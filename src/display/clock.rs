use chrono::{Datelike, Local, NaiveDateTime, Timelike};

/// Earliest year a synchronised clock can report
const MIN_VALID_YEAR: i32 = 2020;

#[derive(Clone, Copy, Debug, PartialEq, Eq)]
pub struct ClockReading {
    pub valid: bool,
    pub time: NaiveDateTime,
}

impl ClockReading {
    pub fn from_time(time: NaiveDateTime) -> Self {
        Self {
            valid: time.year() >= MIN_VALID_YEAR,
            time,
        }
    }

    pub fn is_valid(&self) -> bool {
        self.valid
    }

    pub fn second(&self) -> u32 {
        self.time.second()
    }

    /// Seconds since the unix epoch, treating local time as UTC
    pub fn timestamp(&self) -> i64 {
        self.time.and_utc().timestamp()
    }
}

/// Wall-clock source.
pub trait Clock {
    fn now(&self) -> ClockReading;
}

/// Local system time
#[derive(Clone, Copy, Debug, Default)]
pub struct SystemClock;

impl Clock for SystemClock {
    fn now(&self) -> ClockReading {
        ClockReading::from_time(Local::now().naive_local())
    }
}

+===+

### Instructions to follow
Please transcribe the data shown above in full, exactly as it stands.

### Expected answer
filename src/display/clock.rs
use chrono::{Datelike, Local, NaiveDateTime, Timelike};

/// Earliest year a synchronised clock can report
const MIN_VALID_YEAR: i32 = 2020;

#[derive(Clone, Copy, Debug, PartialEq, Eq)]
pub struct ClockReading {
    pub valid: bool,
    pub time: NaiveDateTime,
}

impl ClockReading {
    pub fn from_time(time: NaiveDateTime) -> Self {
        Self {
            valid: time.year() >= MIN_VALID_YEAR,
            time,
        }
    }

    pub fn is_valid(&self) -> bool {
        self.valid
    }

    pub fn second(&self) -> u32 {
        self.time.second()
    }

    /// Seconds since the unix epoch, treating local time as UTC
    pub fn timestamp(&self) -> i64 {
        self.time.and_utc().timestamp()
    }
}

/// Wall-clock source.
pub trait Clock {
    fn now(&self) -> ClockReading;
}

/// Local system time
#[derive(Clone, Copy, Debug, Default)]
pub struct SystemClock;

impl Clock for SystemClock {
    fn now(&self) -> ClockReading {
        ClockReading::from_time(Local::now().naive_local())
    }
}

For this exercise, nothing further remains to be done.